What's interesting about Moein's answer is that it was an adult instead of a child, there'd have to be some decision criteria about whether or not they were standing in a pedestrian zone vs. jay walking to determine fault.

But Moein is only one person with this opinion (so far.)

It remains to be seen if MIT's project can come to an agreement about what constitutes moral behavior when it comes to technology like self-driving cars.

A quick recap

It might feel silly to talk through these 3 scenarios in your next team meeting.

But with technology companies growing at a rapid rate, ethical dilemmas like the one above will only become more prevalent.

As for whether machine learning does more harm than good, I still don't think we're at the point of killer robots yet…

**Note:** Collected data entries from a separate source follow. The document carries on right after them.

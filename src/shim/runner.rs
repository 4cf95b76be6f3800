//! Script runner
//!
//! Plays the part of the login screen: feeds input events to the engine and
//! writes out whatever the engine publishes.

use std::cell::RefCell;
use std::rc::Rc;

use anyhow::{Context, Result};
use tokio::io::{AsyncBufRead, AsyncBufReadExt, AsyncWrite, AsyncWriteExt, BufReader};

use crate::config::Config;
use crate::form::{FormEngine, Subscription};
use crate::script::{self, InputEvent, ParsedLine};
use crate::shim::render::{render, OutputFormat, Record};

/// Collects everything an engine publishes, in order
#[derive(Debug)]
pub struct Recorder {
    records: Rc<RefCell<Vec<Record>>>,
    subscriptions: [Subscription; 2],
}

impl Recorder {
    /// Subscribe to `engine`. The current state is recorded immediately.
    pub fn attach(engine: &mut FormEngine) -> Self {
        let records = Rc::new(RefCell::new(Vec::new()));

        let sink = Rc::clone(&records);
        let state = engine.subscribe(move |output| {
            sink.borrow_mut().push(Record::State(output.clone()));
        });

        let sink = Rc::clone(&records);
        let login = engine.on_login_succeeded(move || {
            sink.borrow_mut().push(Record::LoginSucceeded);
        });

        Self {
            records,
            subscriptions: [state, login],
        }
    }

    /// Take the records published since the last drain
    pub fn drain(&self) -> Vec<Record> {
        self.records.borrow_mut().drain(..).collect()
    }

    pub fn detach(self, engine: &mut FormEngine) {
        for subscription in self.subscriptions {
            engine.unsubscribe(subscription);
        }
    }
}

/// Totals for one run
#[derive(Debug, Clone, Copy, Default, PartialEq, Eq)]
pub struct RunSummary {
    pub events: usize,
    pub submissions: usize,
    pub logins: usize,
}

/// Apply events to the engine and return the published records
pub fn run_events(engine: &mut FormEngine, events: &[InputEvent]) -> Vec<Record> {
    let recorder = Recorder::attach(engine);
    for event in events {
        event.apply(engine);
    }
    let records = recorder.drain();
    recorder.detach(engine);
    records
}

/// Read a script line by line, apply each event as it arrives and write the
/// resulting records.
///
/// The engine's listeners are restored on return, whether the run succeeded
/// or not.
pub async fn run<R, W>(
    engine: &mut FormEngine,
    reader: R,
    writer: &mut W,
    format: OutputFormat,
) -> Result<RunSummary>
where
    R: AsyncBufRead + Unpin,
    W: AsyncWrite + Unpin,
{
    let recorder = Recorder::attach(engine);
    let result = feed(engine, &recorder, reader, writer, format).await;
    recorder.detach(engine);

    let summary = result?;
    log::info!(
        "Processed {} events ({} submissions, {} logins)",
        summary.events,
        summary.submissions,
        summary.logins
    );
    Ok(summary)
}

async fn feed<R, W>(
    engine: &mut FormEngine,
    recorder: &Recorder,
    reader: R,
    writer: &mut W,
    format: OutputFormat,
) -> Result<RunSummary>
where
    R: AsyncBufRead + Unpin,
    W: AsyncWrite + Unpin,
{
    let mut summary = RunSummary::default();
    write_records(writer, &recorder.drain(), format, &mut summary).await?;

    let mut lines = reader.lines();
    let mut line_num = 0;
    while let Some(line) = lines.next_line().await.context("Failed to read script")? {
        line_num += 1;
        let event = match script::parse_line(line_num, &line)? {
            ParsedLine::Event(event) => event,
            ParsedLine::Comment | ParsedLine::Empty => continue,
        };

        summary.events += 1;
        if event.apply(engine).is_some() {
            summary.submissions += 1;
        }
        write_records(writer, &recorder.drain(), format, &mut summary).await?;
    }

    writer.flush().await?;
    Ok(summary)
}

async fn write_records<W>(
    writer: &mut W,
    records: &[Record],
    format: OutputFormat,
    summary: &mut RunSummary,
) -> Result<()>
where
    W: AsyncWrite + Unpin,
{
    for record in records {
        if *record == Record::LoginSucceeded {
            summary.logins += 1;
        }
        let mut line = render(record, format)?;
        line.push('\n');
        writer.write_all(line.as_bytes()).await?;
    }
    Ok(())
}

/// Run the configured script (or stdin) against a configured engine,
/// writing to stdout
pub async fn serve(config: Config) -> Result<()> {
    let mut engine = FormEngine::from_config(&config)?;
    let mut stdout = tokio::io::stdout();

    match &config.script {
        Some(path) => {
            let file = tokio::fs::File::open(path)
                .await
                .with_context(|| format!("Failed to open script {}", path.display()))?;
            run(&mut engine, BufReader::new(file), &mut stdout, config.format).await?;
        }
        None => {
            let stdin = tokio::io::stdin();
            run(&mut engine, BufReader::new(stdin), &mut stdout, config.format).await?;
        }
    }

    Ok(())
}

But regardless, it always helps to remember the findings of the Belmont report:

  1. Respect for persons: Always protect someone's autonomy.

  2. Beneficence: The benefits must outweigh the risks.

  3. Justice: Costs and benefits must be distributed equally.

Will these guidelines help you make the right decision? Not necessarily - because ethics are never straightforward.

So I always keep the following in mind: As long as there are ethics-aware engineers, there is always the possibility for ethical machine learning.

And if you eventually decide that machine learning is important to the future of your job, I hope you choose to be one of them.